Incorporate fiber-rich vegetables like broccoli, spinach, or bell peppers into your meal, as they can help moderate blood sugar levels.

Portion Control

Be mindful of the portion size of kulcha. Consuming a smaller portion can help minimize the glucose spike.

Choose Whole Grains

If possible, opt for whole grain or multigrain kulcha instead of the refined flour version. Whole grains digest more slowly, resulting in a steadier blood sugar response.

Stay Hydrated

Drink plenty of water before and during your meal, as dehydration can affect blood sugar control.

Physical Activity

Engage in light physical activity, such as a short walk, after your meal to help lower blood sugar levels.

Eat Slowly

Chew your food thoroughly and eat at a slower pace.
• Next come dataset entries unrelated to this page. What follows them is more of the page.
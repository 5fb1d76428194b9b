//! paapi-search - Amazon Product Advertising API 5.0 search CLI
//!
//! A signed, stateless search client over the PA-API SearchItems operation,
//! with defensive normalization of the provider's loosely-typed replies.

pub mod commands;
pub mod config;
pub mod format;
pub mod paapi;

pub use config::Config;
pub use paapi::marketplace::Marketplace;
pub use paapi::models::{NormalizedPrice, ProductSummary, SearchQuery, SearchResult};
pub use paapi::{PaapiClient, PaapiError};
//! Configuration management with TOML, environment variables, and CLI overrides.

use crate::paapi::marketplace::Marketplace;
use anyhow::{Context, Result};
use serde::{Deserialize, Serialize};
use std::path::Path;
use tracing::debug;

/// Application configuration with layered loading.
///
/// The search client treats this as an immutable input; credential presence
/// is checked here before a client is ever built.
#[derive(Debug, Clone, Default, Serialize, Deserialize)]
pub struct Config {
    /// API access key identifier
    #[serde(default)]
    pub access_key: String,

    /// API secret key
    #[serde(default)]
    pub secret_key: String,

    /// Affiliate partner tag attributing traffic to an account
    #[serde(default)]
    pub partner_tag: String,

    /// Marketplace to search
    #[serde(default)]
    pub marketplace: Marketplace,

    /// Output format
    #[serde(default)]
    pub format: OutputFormat,
}

impl Config {
    /// Creates a new default configuration.
    pub fn new() -> Self {
        Self::default()
    }

    /// Loads configuration from a TOML file.
    pub fn from_file(path: impl AsRef<Path>) -> Result<Self> {
        let path = path.as_ref();
        debug!("Loading config from: {}", path.display());

        let content = std::fs::read_to_string(path)
            .with_context(|| format!("Failed to read config file: {}", path.display()))?;

        toml::from_str(&content)
            .with_context(|| format!("Failed to parse config file: {}", path.display()))
    }

    /// Loads configuration with fallback to default locations.
    pub fn load(explicit_path: Option<&Path>) -> Result<Self> {
        // 1. Explicit path takes precedence
        if let Some(path) = explicit_path {
            return Self::from_file(path);
        }

        // 2. Try current directory
        let local_config = Path::new("config.toml");
        if local_config.exists() {
            debug!("Found config.toml in current directory");
            return Self::from_file(local_config);
        }

        // 3. Try XDG config directory
        if let Some(config_dir) = dirs::config_dir() {
            let xdg_config = config_dir.join("paapi-search").join("config.toml");
            if xdg_config.exists() {
                debug!("Found config in XDG config directory");
                return Self::from_file(xdg_config);
            }
        }

        // 4. Return default config
        debug!("No config file found, using defaults");
        Ok(Self::default())
    }

    /// Applies environment variable overrides.
    pub fn with_env(mut self) -> Self {
        if let Ok(access_key) = std::env::var("PAAPI_ACCESS_KEY") {
            self.access_key = access_key;
        }

        if let Ok(secret_key) = std::env::var("PAAPI_SECRET_KEY") {
            self.secret_key = secret_key;
        }

        if let Ok(partner_tag) = std::env::var("PAAPI_PARTNER_TAG") {
            self.partner_tag = partner_tag;
        }

        if let Ok(marketplace) = std::env::var("PAAPI_MARKETPLACE") {
            if let Ok(m) = marketplace.parse() {
                self.marketplace = m;
            }
        }

        self
    }

    /// Fails unless all three credential fields are present.
    pub fn ensure_credentials(&self) -> Result<()> {
        if self.access_key.is_empty() {
            anyhow::bail!("Missing access key. Set PAAPI_ACCESS_KEY or access_key in config.toml");
        }
        if self.secret_key.is_empty() {
            anyhow::bail!("Missing secret key. Set PAAPI_SECRET_KEY or secret_key in config.toml");
        }
        if self.partner_tag.is_empty() {
            anyhow::bail!(
                "Missing partner tag. Set PAAPI_PARTNER_TAG or partner_tag in config.toml"
            );
        }
        Ok(())
    }
}

/// Output format for results.
#[derive(Debug, Clone, Copy, Default, PartialEq, Eq, Serialize, Deserialize)]
#[serde(rename_all = "lowercase")]
pub enum OutputFormat {
    #[default]
    Table,
    Json,
    Markdown,
    Csv,
}

impl std::str::FromStr for OutputFormat {
    type Err = String;

    fn from_str(s: &str) -> Result<Self, Self::Err> {
        match s.to_lowercase().as_str() {
            "table" => Ok(OutputFormat::Table),
            "json" => Ok(OutputFormat::Json),
            "markdown" | "md" => Ok(OutputFormat::Markdown),
            "csv" => Ok(OutputFormat::Csv),
            _ => Err(format!("Unknown format: {}. Use: table, json, markdown, csv", s)),
        }
    }
}

impl std::fmt::Display for OutputFormat {
    fn fmt(&self, f: &mut std::fmt::Formatter<'_>) -> std::fmt::Result {
        match self {
            OutputFormat::Table => write!(f, "table"),
            OutputFormat::Json => write!(f, "json"),
            OutputFormat::Markdown => write!(f, "markdown"),
            OutputFormat::Csv => write!(f, "csv"),
        }
    }
}
//! paapi-search - Amazon Product Advertising API 5.0 search CLI

use anyhow::Result;
use clap::{Parser, Subcommand};
use paapi_search::commands::SearchCommand;
use paapi_search::config::{Config, OutputFormat};
use paapi_search::paapi::request::SORT_KEYS;
use paapi_search::{Marketplace, SearchQuery};
use std::path::PathBuf;
use tracing::Level;
use tracing_subscriber::EnvFilter;

#[derive(Parser)]
#[command(
    name = "paapi-search",
    version,
    about = "Amazon Product Advertising API 5.0 product search CLI",
    long_about = "Searches the Amazon product catalog through the signed Product Advertising API \
                  and prints normalized results."
)]
struct Cli {
    /// Marketplace to search (overrides the config file)
    #[arg(short, long, global = true, env = "PAAPI_MARKETPLACE")]
    marketplace: Option<Marketplace>,

    /// Path to config file
    #[arg(short, long, global = true)]
    config: Option<PathBuf>,

    /// Output format (overrides the config file)
    #[arg(short, long, global = true)]
    format: Option<OutputFormat>,

    /// Enable verbose logging
    #[arg(short, long, global = true)]
    verbose: bool,

    #[command(subcommand)]
    command: Commands,
}

#[derive(Subcommand)]
enum Commands {
    /// Search for products
    #[command(alias = "s")]
    Search {
        /// Search keywords
        keywords: String,

        /// Search index (category) filter
        #[arg(long)]
        category: Option<String>,

        /// Minimum price filter in major currency units
        #[arg(long)]
        min_price: Option<f64>,

        /// Maximum price filter in major currency units
        #[arg(long)]
        max_price: Option<f64>,

        /// Sort key (e.g. Featured, Price:LowToHigh)
        #[arg(long)]
        sort: Option<String>,
    },

    /// List supported marketplaces
    Marketplaces,
}

/// Caller-facing query validation; the search client itself does not
/// re-validate these invariants.
fn validate_query(query: &SearchQuery) -> Result<()> {
    if query.keywords.trim().is_empty() {
        anyhow::bail!("Keywords must not be empty");
    }

    for (name, price) in [("--min-price", query.min_price), ("--max-price", query.max_price)] {
        if let Some(value) = price {
            if value < 0.0 {
                anyhow::bail!("{} must not be negative", name);
            }
        }
    }

    if let (Some(min), Some(max)) = (query.min_price, query.max_price) {
        if min > max {
            anyhow::bail!("--min-price must not exceed --max-price");
        }
    }

    if let Some(sort) = &query.sort_by {
        if !SORT_KEYS.contains(&sort.as_str()) {
            anyhow::bail!("Unknown sort key '{}'. Valid keys: {}", sort, SORT_KEYS.join(", "));
        }
    }

    Ok(())
}

/// Flags that were not supplied leave the loaded config untouched.
fn apply_cli_overrides(
    mut config: Config,
    marketplace: Option<Marketplace>,
    format: Option<OutputFormat>,
) -> Config {
    if let Some(marketplace) = marketplace {
        config.marketplace = marketplace;
    }
    if let Some(format) = format {
        config.format = format;
    }
    config
}

#[tokio::main]
async fn main() -> Result<()> {
    let cli = Cli::parse();

    // Initialize logging
    let filter = if cli.verbose {
        EnvFilter::new(Level::DEBUG.to_string())
    } else {
        EnvFilter::from_default_env().add_directive(Level::WARN.into())
    };

    tracing_subscriber::fmt().with_env_filter(filter).with_target(false).init();

    // Load config with layered overrides
    let config = Config::load(cli.config.as_deref())?.with_env();
    let config = apply_cli_overrides(config, cli.marketplace, cli.format);

    match cli.command {
        Commands::Search { keywords, category, min_price, max_price, sort } => {
            let query = SearchQuery { keywords, category, min_price, max_price, sort_by: sort };

            validate_query(&query)?;
            config.ensure_credentials()?;

            let cmd = SearchCommand::new(config);
            let output = cmd.execute(&query).await?;
            println!("{}", output);
        }

        Commands::Marketplaces => {
            println!("Supported marketplaces:\n");
            println!("{:<6} {:<30} {:<12}", "Code", "Endpoint host", "Region");
            println!("{:-<6} {:-<30} {:-<12}", "", "", "");

            for marketplace in Marketplace::all() {
                println!(
                    "{:<6} {:<30} {:<12}",
                    marketplace.to_string(),
                    marketplace.host(),
                    marketplace.region()
                );
            }
        }
    }

    Ok(())
}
This can aid digestion and lead to a more gradual increase in blood sugar.

Monitor Carb Intake

Balance the amount of carbohydrates in your meal by integrating other low-carb dishes, ensuring a balanced intake throughout the day.

Timing of Meals

Plan to eat kulcha as part of a balanced meal rather than on an empty stomach to reduce the rapid absorption of glucose.

Try a Vinegar Dressing

Incorporate a salad with a vinegar-based dressing, as vinegar has been shown to have a moderating effect on blood sugar levels.